*** Opening of MATERIAL FOR THIS EXERCISE ***

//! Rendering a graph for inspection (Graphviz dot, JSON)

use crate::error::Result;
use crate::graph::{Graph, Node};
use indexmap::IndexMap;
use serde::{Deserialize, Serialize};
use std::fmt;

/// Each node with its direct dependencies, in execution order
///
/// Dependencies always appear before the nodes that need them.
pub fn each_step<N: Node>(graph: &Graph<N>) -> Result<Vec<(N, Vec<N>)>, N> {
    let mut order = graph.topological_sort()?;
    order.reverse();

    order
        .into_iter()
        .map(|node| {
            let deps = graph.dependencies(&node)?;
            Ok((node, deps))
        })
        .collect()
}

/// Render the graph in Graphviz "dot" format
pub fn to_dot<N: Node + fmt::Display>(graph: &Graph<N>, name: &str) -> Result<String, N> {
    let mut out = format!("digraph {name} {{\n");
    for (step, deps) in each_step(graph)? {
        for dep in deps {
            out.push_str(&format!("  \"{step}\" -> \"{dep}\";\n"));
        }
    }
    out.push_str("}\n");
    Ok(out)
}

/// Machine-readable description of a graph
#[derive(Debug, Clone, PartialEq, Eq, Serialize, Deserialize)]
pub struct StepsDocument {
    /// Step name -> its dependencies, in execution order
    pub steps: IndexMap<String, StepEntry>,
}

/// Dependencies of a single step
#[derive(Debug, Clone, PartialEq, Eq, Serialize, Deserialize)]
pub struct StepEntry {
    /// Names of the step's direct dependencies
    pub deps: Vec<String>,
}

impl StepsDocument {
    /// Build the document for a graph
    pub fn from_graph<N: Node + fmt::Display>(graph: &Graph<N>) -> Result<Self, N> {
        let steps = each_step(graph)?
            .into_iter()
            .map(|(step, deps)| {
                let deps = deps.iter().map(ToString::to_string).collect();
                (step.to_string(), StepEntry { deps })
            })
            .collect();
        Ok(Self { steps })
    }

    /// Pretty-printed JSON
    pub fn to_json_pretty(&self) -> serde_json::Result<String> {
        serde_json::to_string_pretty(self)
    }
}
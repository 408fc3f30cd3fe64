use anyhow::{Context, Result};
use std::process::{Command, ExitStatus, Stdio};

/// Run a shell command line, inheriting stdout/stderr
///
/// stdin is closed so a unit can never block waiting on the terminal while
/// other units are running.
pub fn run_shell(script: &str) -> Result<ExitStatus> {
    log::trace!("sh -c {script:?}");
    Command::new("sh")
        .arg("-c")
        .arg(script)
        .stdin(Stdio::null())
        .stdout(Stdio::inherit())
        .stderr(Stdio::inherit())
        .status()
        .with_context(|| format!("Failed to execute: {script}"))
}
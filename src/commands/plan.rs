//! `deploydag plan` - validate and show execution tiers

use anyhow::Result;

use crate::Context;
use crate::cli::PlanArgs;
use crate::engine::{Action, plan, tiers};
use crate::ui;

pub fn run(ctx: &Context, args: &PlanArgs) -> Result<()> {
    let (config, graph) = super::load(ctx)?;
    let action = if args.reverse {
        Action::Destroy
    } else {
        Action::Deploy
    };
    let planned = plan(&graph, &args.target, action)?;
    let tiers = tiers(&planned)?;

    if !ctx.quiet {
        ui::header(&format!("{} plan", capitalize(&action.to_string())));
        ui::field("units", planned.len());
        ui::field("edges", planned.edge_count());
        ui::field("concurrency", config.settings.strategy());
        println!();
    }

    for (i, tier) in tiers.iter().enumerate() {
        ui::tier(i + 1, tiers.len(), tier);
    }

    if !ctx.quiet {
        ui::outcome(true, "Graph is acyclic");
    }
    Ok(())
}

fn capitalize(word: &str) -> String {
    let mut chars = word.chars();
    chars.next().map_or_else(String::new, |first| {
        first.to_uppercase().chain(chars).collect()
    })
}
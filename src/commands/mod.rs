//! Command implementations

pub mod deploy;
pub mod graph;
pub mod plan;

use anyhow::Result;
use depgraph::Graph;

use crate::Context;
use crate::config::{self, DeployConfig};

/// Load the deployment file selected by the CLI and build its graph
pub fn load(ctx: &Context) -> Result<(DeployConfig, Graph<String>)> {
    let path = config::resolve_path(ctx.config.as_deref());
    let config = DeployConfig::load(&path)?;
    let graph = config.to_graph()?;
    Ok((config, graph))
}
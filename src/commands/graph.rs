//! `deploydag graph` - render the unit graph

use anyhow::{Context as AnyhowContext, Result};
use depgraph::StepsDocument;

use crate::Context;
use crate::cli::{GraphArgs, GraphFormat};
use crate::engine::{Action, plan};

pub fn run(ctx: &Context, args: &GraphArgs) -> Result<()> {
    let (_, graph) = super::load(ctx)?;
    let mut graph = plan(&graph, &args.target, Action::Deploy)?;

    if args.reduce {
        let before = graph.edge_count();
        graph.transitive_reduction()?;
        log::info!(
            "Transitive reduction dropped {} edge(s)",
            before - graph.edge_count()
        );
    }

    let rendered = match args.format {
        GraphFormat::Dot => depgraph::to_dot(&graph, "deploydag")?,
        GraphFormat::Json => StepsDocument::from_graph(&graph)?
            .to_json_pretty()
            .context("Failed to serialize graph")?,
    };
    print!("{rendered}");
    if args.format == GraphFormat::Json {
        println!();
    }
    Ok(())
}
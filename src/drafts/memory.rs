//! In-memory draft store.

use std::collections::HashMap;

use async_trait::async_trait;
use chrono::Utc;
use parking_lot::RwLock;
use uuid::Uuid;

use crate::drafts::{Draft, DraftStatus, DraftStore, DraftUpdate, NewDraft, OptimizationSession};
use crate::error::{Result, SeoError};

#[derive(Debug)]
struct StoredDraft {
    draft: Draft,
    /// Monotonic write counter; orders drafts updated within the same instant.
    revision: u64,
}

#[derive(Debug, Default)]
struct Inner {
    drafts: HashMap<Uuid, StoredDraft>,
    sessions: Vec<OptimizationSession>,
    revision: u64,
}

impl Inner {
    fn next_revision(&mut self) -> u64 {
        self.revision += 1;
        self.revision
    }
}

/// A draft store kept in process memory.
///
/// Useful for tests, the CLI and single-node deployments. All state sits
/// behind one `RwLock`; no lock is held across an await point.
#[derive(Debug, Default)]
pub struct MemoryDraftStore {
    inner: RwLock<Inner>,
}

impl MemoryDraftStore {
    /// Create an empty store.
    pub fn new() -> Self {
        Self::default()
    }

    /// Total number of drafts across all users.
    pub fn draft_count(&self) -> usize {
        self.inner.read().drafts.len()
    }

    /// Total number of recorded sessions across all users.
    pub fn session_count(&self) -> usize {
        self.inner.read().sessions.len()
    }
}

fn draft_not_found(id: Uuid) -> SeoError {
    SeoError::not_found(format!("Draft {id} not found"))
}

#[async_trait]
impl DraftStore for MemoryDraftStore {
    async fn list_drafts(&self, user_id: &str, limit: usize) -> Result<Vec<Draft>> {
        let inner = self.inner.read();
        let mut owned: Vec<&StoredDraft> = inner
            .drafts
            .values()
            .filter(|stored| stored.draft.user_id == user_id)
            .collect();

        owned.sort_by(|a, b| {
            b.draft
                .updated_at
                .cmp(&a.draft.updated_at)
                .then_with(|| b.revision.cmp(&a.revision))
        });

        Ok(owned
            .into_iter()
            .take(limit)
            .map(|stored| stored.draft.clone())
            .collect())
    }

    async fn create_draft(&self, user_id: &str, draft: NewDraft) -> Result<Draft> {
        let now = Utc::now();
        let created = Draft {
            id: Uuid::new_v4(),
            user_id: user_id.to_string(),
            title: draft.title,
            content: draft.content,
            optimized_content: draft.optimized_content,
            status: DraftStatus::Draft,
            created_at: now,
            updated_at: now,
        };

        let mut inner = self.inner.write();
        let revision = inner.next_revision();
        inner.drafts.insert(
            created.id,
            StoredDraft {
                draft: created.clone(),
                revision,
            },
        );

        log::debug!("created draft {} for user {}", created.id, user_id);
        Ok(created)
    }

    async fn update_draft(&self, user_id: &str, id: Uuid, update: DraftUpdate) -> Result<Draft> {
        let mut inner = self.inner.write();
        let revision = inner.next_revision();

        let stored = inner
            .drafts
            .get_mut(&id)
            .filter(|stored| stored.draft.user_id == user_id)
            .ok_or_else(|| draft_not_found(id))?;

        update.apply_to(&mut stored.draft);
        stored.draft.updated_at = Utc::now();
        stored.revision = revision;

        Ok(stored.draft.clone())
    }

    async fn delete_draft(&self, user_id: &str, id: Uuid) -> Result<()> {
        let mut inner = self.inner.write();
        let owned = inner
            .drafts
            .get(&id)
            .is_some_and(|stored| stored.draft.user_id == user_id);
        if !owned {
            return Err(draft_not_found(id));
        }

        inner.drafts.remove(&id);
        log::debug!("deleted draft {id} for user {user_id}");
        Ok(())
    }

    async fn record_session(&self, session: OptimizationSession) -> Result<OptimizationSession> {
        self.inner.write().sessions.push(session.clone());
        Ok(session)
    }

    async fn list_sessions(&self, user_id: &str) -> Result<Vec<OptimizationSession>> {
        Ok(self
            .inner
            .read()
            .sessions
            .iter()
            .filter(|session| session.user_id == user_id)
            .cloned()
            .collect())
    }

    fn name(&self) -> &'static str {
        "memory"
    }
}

*** Close of MATERIAL FOR THIS EXERCISE ***
*** Opening of MATERIAL FOR THIS EXERCISE ***

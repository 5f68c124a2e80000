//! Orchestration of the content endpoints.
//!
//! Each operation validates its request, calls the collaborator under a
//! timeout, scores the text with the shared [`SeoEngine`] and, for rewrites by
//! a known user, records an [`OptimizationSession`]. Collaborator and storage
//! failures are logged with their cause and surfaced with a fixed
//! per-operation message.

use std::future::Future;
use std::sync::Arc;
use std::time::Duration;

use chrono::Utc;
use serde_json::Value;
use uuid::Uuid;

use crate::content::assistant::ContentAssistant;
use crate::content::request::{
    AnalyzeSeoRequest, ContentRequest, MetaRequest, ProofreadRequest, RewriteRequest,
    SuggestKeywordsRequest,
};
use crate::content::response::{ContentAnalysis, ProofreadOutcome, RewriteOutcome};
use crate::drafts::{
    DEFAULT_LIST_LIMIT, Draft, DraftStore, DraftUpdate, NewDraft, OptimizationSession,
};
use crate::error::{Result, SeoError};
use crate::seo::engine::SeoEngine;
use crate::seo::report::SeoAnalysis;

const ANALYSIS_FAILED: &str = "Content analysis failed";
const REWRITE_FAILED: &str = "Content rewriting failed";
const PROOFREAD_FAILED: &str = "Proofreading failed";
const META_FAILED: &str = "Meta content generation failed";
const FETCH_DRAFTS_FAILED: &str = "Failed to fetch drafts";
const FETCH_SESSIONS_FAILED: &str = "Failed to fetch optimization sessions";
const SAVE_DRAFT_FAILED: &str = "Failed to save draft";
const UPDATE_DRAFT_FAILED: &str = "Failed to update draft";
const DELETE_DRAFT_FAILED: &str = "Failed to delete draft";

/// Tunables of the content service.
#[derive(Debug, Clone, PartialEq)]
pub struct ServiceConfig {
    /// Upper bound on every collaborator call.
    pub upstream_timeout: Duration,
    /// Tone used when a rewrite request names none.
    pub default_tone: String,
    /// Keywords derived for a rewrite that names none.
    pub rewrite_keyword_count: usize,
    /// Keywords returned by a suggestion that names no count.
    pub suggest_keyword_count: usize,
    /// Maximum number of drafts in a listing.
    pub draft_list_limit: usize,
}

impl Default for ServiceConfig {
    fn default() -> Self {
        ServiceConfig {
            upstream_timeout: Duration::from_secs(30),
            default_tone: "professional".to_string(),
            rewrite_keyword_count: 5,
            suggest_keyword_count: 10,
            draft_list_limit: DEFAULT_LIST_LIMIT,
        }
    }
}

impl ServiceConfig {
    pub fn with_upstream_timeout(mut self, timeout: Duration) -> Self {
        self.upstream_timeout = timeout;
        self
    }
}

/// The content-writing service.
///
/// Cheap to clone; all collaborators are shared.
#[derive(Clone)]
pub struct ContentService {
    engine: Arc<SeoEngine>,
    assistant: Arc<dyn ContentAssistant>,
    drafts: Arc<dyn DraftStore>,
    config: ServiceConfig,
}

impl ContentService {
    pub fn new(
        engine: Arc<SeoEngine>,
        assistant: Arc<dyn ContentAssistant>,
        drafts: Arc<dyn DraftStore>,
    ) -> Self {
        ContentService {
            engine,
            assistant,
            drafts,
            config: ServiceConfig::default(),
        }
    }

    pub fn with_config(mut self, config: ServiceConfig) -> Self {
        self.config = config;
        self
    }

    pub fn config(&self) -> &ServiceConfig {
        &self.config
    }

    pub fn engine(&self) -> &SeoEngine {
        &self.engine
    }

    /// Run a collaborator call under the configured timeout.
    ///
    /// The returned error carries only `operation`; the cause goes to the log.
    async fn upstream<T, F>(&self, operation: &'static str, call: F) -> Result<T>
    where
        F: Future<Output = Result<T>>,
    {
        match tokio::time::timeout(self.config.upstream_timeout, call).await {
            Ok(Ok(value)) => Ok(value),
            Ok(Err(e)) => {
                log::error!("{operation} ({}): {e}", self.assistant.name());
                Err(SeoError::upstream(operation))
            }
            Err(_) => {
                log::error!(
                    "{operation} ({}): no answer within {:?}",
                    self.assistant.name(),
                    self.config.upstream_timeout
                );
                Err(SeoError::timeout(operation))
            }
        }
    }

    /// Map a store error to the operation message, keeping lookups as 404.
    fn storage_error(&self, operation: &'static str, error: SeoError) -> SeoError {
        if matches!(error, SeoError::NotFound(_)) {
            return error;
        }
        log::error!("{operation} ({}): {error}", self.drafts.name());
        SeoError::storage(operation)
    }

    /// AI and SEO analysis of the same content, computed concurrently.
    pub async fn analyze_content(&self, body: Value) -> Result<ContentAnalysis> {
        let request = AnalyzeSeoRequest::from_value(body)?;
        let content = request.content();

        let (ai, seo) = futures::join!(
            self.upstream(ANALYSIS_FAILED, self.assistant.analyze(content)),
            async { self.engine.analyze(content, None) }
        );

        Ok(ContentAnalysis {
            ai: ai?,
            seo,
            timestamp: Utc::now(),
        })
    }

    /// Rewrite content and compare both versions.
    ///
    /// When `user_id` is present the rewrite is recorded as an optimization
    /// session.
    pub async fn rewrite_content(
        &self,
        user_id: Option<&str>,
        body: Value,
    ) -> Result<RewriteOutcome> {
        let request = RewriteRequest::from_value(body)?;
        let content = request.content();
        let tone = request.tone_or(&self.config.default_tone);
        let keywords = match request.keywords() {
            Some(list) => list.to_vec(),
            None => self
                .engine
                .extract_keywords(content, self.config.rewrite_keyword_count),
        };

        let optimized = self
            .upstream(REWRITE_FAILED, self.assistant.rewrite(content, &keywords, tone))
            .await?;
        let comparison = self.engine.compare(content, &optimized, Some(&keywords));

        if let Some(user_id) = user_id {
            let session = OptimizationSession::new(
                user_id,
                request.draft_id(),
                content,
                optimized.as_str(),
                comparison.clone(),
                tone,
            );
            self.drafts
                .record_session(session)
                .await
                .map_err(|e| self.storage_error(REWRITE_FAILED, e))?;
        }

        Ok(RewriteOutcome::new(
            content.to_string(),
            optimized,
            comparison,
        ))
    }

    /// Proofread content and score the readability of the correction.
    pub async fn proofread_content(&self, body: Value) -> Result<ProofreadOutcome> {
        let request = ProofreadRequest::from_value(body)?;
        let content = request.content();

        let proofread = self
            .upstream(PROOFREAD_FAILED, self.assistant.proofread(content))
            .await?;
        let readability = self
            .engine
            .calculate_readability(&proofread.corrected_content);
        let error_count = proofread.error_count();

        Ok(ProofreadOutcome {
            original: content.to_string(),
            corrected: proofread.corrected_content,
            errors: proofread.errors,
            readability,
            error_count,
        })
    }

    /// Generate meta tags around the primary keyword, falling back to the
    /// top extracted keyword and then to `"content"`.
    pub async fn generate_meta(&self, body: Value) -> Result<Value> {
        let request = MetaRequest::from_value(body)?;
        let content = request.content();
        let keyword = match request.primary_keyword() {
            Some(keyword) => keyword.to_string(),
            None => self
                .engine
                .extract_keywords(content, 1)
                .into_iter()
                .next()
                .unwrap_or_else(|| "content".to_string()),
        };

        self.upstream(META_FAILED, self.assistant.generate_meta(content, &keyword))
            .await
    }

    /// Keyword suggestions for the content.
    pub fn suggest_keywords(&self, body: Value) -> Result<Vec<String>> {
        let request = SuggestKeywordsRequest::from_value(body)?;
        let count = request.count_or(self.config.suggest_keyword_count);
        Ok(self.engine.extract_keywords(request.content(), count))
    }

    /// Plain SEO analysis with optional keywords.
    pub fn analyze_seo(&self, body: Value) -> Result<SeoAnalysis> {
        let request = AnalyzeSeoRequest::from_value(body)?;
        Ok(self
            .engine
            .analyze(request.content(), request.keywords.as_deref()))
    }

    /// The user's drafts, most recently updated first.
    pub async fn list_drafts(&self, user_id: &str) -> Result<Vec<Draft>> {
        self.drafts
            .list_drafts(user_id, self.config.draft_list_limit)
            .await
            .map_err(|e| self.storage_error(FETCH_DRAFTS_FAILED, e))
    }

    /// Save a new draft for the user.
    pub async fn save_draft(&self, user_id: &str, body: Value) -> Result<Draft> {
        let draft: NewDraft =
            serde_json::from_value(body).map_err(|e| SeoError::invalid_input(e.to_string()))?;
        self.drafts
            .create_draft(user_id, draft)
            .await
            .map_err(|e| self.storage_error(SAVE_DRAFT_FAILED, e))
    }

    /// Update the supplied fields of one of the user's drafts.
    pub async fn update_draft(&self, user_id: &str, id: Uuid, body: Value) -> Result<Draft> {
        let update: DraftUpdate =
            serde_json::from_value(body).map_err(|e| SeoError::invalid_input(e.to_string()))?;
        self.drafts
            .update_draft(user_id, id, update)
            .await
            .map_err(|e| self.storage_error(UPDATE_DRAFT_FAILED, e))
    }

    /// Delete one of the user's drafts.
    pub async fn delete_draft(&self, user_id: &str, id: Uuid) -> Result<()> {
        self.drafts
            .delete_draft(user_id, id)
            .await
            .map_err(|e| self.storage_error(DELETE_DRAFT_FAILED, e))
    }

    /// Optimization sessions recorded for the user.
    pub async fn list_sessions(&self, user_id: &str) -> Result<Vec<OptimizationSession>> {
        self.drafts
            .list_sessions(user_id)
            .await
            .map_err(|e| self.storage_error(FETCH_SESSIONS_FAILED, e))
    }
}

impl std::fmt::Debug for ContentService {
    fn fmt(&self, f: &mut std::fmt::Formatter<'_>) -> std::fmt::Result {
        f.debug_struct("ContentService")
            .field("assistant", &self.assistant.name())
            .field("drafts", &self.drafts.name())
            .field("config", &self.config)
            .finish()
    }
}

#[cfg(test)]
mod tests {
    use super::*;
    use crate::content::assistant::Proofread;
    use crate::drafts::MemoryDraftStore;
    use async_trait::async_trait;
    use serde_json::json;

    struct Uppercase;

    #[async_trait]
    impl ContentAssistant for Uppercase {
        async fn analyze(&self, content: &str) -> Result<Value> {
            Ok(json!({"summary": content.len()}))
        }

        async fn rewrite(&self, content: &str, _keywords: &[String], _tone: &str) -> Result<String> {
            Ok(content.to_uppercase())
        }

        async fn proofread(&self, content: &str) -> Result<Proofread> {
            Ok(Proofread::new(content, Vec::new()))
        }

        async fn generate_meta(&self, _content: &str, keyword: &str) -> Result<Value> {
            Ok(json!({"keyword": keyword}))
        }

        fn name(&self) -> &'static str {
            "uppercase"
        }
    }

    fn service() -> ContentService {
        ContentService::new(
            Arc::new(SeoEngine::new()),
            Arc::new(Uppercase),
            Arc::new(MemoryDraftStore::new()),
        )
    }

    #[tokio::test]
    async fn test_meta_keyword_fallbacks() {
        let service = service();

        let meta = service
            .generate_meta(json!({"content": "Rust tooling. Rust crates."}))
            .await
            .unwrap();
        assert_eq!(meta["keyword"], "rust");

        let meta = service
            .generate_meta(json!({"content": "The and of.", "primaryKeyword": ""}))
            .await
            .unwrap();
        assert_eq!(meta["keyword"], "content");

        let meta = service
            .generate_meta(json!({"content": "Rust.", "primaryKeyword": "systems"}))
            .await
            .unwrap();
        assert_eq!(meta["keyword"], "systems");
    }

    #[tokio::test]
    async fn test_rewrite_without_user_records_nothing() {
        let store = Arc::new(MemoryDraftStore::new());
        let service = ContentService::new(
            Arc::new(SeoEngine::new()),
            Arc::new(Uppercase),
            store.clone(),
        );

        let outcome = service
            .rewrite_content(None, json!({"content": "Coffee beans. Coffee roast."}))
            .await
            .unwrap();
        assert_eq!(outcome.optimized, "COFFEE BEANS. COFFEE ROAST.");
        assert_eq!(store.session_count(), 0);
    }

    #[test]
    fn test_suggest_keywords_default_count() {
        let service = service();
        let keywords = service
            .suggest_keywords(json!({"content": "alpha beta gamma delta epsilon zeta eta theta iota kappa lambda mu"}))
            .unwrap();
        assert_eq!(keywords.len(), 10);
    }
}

*** Close of MATERIAL FOR THIS EXERCISE ***

WORK REQUIRED -> Out of the data above, give again only the lines starting at the one holding "(Graphviz dot, JSON)" and ending at the one holding "let mut out", unchanged.

ANSWER BOX ->
//! Rendering a graph for inspection (Graphviz dot, JSON)

use crate::error::Result;
use crate::graph::{Graph, Node};
use indexmap::IndexMap;
use serde::{Deserialize, Serialize};
use std::fmt;

/// Each node with its direct dependencies, in execution order
///
/// Dependencies always appear before the nodes that need them.
pub fn each_step<N: Node>(graph: &Graph<N>) -> Result<Vec<(N, Vec<N>)>, N> {
    let mut order = graph.topological_sort()?;
    order.reverse();

    order
        .into_iter()
        .map(|node| {
            let deps = graph.dependencies(&node)?;
            Ok((node, deps))
        })
        .collect()
}

/// Render the graph in Graphviz "dot" format
pub fn to_dot<N: Node + fmt::Display>(graph: &Graph<N>, name: &str) -> Result<String, N> {
    let mut out = format!("digraph {name} {{\n");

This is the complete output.